Notice: The reproducibility variables underlying each score are classified using an automated LLM-based pipeline, validated against a manually labeled dataset. LLM-based classification introduces uncertainty and potential bias; scores should be interpreted as estimates. Full accuracy metrics and methodology are described in [1].

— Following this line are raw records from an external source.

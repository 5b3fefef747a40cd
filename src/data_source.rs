//! Read-only lookups.

use serde::Serialize;
use serde_json::Value;

use crate::error::ProviderError;
use crate::provider::ProviderContext;
use crate::resources::metal::{get_metal, MetalService};
use crate::schema::{Attribute, AttributeType, Schema};

/// One read-only lookup kind.
#[async_trait::async_trait]
pub trait DataSource: Send + Sync {
    /// The type name hosts refer to.
    fn type_name(&self) -> &'static str;

    /// Attribute schema.
    fn schema(&self) -> Schema;

    /// Resolve `config` into the full observed object.
    async fn read(&self, ctx: &ProviderContext, config: Value) -> Result<Value, ProviderError>;
}

/// `teraswitch_metal` data source: look up a metal server by id.
#[derive(Debug, Clone, Copy, Default)]
pub struct MetalDataSource;

#[derive(Debug, Serialize)]
struct MetalDataModel {
    id: i64,
    project_id: Option<i64>,
    region_id: Option<String>,
    display_name: Option<String>,
    tier_id: Option<String>,
    image_id: Option<String>,
    status: Option<String>,
    power_state: Option<String>,
    current_task: Option<String>,
    ip_addresses: Option<Vec<String>>,
    ipv4_default_gateway: Option<String>,
    ipv6_default_gateway: Option<String>,
    memory_gb: Option<i64>,
    tags: Option<Vec<String>>,
    reserve_pricing: Option<bool>,
    active_date: Option<String>,
    termination_date: Option<String>,
    monthly_price: Option<f64>,
    hourly_price: Option<f64>,
    created: Option<String>,
}

impl MetalDataModel {
    fn from_service(id: i64, svc: MetalService) -> Self {
        Self {
            id,
            project_id: svc.project_id,
            region_id: svc.region_id,
            display_name: svc.display_name,
            tier_id: svc.tier_id,
            image_id: svc.image_id,
            status: svc.status,
            power_state: svc.power_state,
            current_task: svc.current_task,
            ip_addresses: svc.ip_addresses,
            ipv4_default_gateway: svc.ipv4_default_gateway,
            ipv6_default_gateway: svc.ipv6_default_gateway,
            memory_gb: svc.memory_gb.map(i64::from),
            tags: svc.tags,
            reserve_pricing: svc.reserve_pricing,
            active_date: svc.active_date,
            termination_date: svc.termination_date,
            monthly_price: svc.monthly_price,
            hourly_price: svc.hourly_price,
            created: svc.created,
        }
    }
}

#[async_trait::async_trait]
impl DataSource for MetalDataSource {
    fn type_name(&self) -> &'static str {
        "teraswitch_metal"
    }

    fn schema(&self) -> Schema {
        Schema::v0()
            .with_description("Metal data source")
            .with_attribute(
                "id",
                Attribute::required_int64().with_description("Id of the metal server"),
            )
            .with_attribute("project_id", Attribute::computed_int64())
            .with_attribute("region_id", Attribute::computed_string())
            .with_attribute("display_name", Attribute::computed_string())
            .with_attribute("tier_id", Attribute::computed_string())
            .with_attribute("image_id", Attribute::computed_string())
            .with_attribute("status", Attribute::computed_string())
            .with_attribute("power_state", Attribute::computed_string())
            .with_attribute("current_task", Attribute::computed_string())
            .with_attribute(
                "ip_addresses",
                Attribute::computed_list(AttributeType::String),
            )
            .with_attribute("ipv4_default_gateway", Attribute::computed_string())
            .with_attribute("ipv6_default_gateway", Attribute::computed_string())
            .with_attribute(
                "memory_gb",
                Attribute::computed_int64().with_description("Installed memory in GB"),
            )
            .with_attribute("tags", Attribute::computed_list(AttributeType::String))
            .with_attribute("reserve_pricing", Attribute::computed_bool())
            .with_attribute("active_date", Attribute::computed_string())
            .with_attribute("termination_date", Attribute::computed_string())
            .with_attribute("monthly_price", Attribute::computed_float64())
            .with_attribute("hourly_price", Attribute::computed_float64())
            .with_attribute("created", Attribute::computed_string())
    }

    async fn read(&self, ctx: &ProviderContext, config: Value) -> Result<Value, ProviderError> {
        let id = config.get("id").and_then(Value::as_i64).ok_or_else(|| {
            ProviderError::Validation("teraswitch_metal: id must be an integer".to_string())
        })?;

        let svc = get_metal(ctx, id).await?;
        Ok(serde_json::to_value(MetalDataModel::from_service(id, svc))?)
    }
}

/// Every data source this provider serves.
pub fn all() -> Vec<Box<dyn DataSource>> {
    vec![Box::new(MetalDataSource)]
}
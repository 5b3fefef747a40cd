//! TeraSwitch provider
//!
//! A declarative-infrastructure provider for the TeraSwitch cloud API. It
//! manages compute instances, bare-metal servers, networks and volumes, and
//! exposes a read-only metal lookup.
//!
//! # Overview
//!
//! - **Transport**: [`client::ApiClient`] talks JSON over HTTPS with bearer
//!   authentication and unwraps the API's `{ success, message, result }`
//!   envelope
//! - **Resources**: one [`resources::Resource`] per kind translates between
//!   declared state and API payloads
//! - **Polling**: [`poll::poll_until_status`] waits for a resource to report
//!   a target status, honoring cancellation and a deadline
//! - **Orchestration**: [`TeraswitchProvider`] validates, plans and sequences
//!   CRUD calls through [`ProviderService`]
//!
//! # Quick Start
//!
//! ```ignore
//! use teraswitch_provider::{ProviderService, TeraswitchProvider};
//! use serde_json::json;
//!
//! #[tokio::main]
//! async fn main() -> Result<(), Box<dyn std::error::Error>> {
//!     teraswitch_provider::init_logging();
//!
//!     let provider = TeraswitchProvider::new();
//!     provider.configure(json!({ "project_id": 480 })).await?;
//!
//!     let state = provider
//!         .create(
//!             "teraswitch_network",
//!             json!({
//!                 "region_id": "EWR1",
//!                 "v4_subnet": "10.10.0.0",
//!                 "v4_subnet_mask": "255.255.255.0"
//!             }),
//!         )
//!         .await?;
//!     println!("created network {}", state["id"]);
//!     Ok(())
//! }
//! ```
//!
//! # Configuration
//!
//! | Attribute          | Environment fallback     | Default              |
//! |--------------------|--------------------------|----------------------|
//! | `api_key`          | `TERASWITCH_API_KEY`     | required             |
//! | `project_id`       | `TERASWITCH_PROJECT_ID`  | none                 |
//! | `endpoint`         | `TERASWITCH_ENDPOINT`    | `https://api.tsw.io` |
//! | `poll_interval_ms` |                          | 3000                 |
//! | `wait_timeout_secs`|                          | 1800 (0 = no limit)  |

#![warn(missing_docs)]
#![warn(clippy::all)]

pub mod client;
pub mod config;
pub mod data_source;
pub mod error;
pub mod lifecycle;
pub mod logging;
pub mod plan;
pub mod poll;
pub mod provider;
pub mod resources;
pub mod schema;
pub mod service;
pub mod testing;
pub mod validation;

pub use client::{ApiClient, ApiResponse};
pub use config::ProviderConfig;
pub use error::ProviderError;
pub use lifecycle::{Lifecycle, LifecycleState};
pub use logging::{init_logging, init_logging_with_default, try_init_logging};
pub use plan::{AttributeChange, PlanResult};
pub use poll::{poll_until_status, Observed, PollOptions};
pub use provider::{ProviderContext, TeraswitchProvider};
pub use schema::ProviderSchema;
pub use service::{ImportedResource, ProviderMetadata, ProviderService};
pub use validation::{is_valid, validate, validate_result};

pub use async_trait::async_trait;
pub use serde_json;
pub use tracing;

CoCo: Controllable Counterfactuals for Evaluating Dialogue State Trackers
Authors: SHIYANG LI, Semih Yavuz, Kazuma Hashimoto, Jia Li, Tong Niu, Nazneen Rajani, Xifeng Yan, Yingbo Zhou, Caiming Xiong
ICLR 2021 | Venue PDF | LLM Run Details
| Reproducibility Variable | Result | LLM Response |
|---|---|---|
| Research Type | Experimental | Evaluating state-of-the-art DST models on Multi WOZ dataset with COCO-generated counterfactuals results in a significant performance drop of up to 30.8% (from 49.4% to 18.6%) in absolute joint goal accuracy. |
| Researcher Affiliation | Collaboration | Salesforce Research University of California, Santa Barbara |
| Pseudocode | No | The paper provides diagrams (e.g., Figure 1, Figure 2) to illustrate processes but does not include any pseudocode or algorithm blocks. |
| Open Source Code | Yes | Code is available at https://github.com/salesforce/coco-dst |
| Open Datasets | Yes | We train each of these three models following their publicly released implementations on the standard train/dev/test split of Multi WOZ 2.1 (Eric et al., 2019). |
| Dataset Splits | Yes | We train each of these three models following their publicly released implementations on the standard train/dev/test split of Multi WOZ 2.1 (Eric et al., 2019). |
| Hardware Specification | No | The paper does not provide specific hardware details (e.g., CPU, GPU models, or cloud instance types) used for running the experiments. |
| Software Dependencies | No | The paper mentions using T5-small, BERT-base-uncased, and Adam optimizer, as well as PyTorch/Fairseq for NMT models, but does not provide specific version numbers for these software components. |
| Experiment Setup | Yes | During training, we use Adam optimizer (Kingma and Ba, 2015) with an initial learning rate 5e 5 and set linear warmup to be 200 steps. The batch size is set to 36 and training epoch is set to be 10. The maximum sequence length of both encoder and decoder is set to be 100. |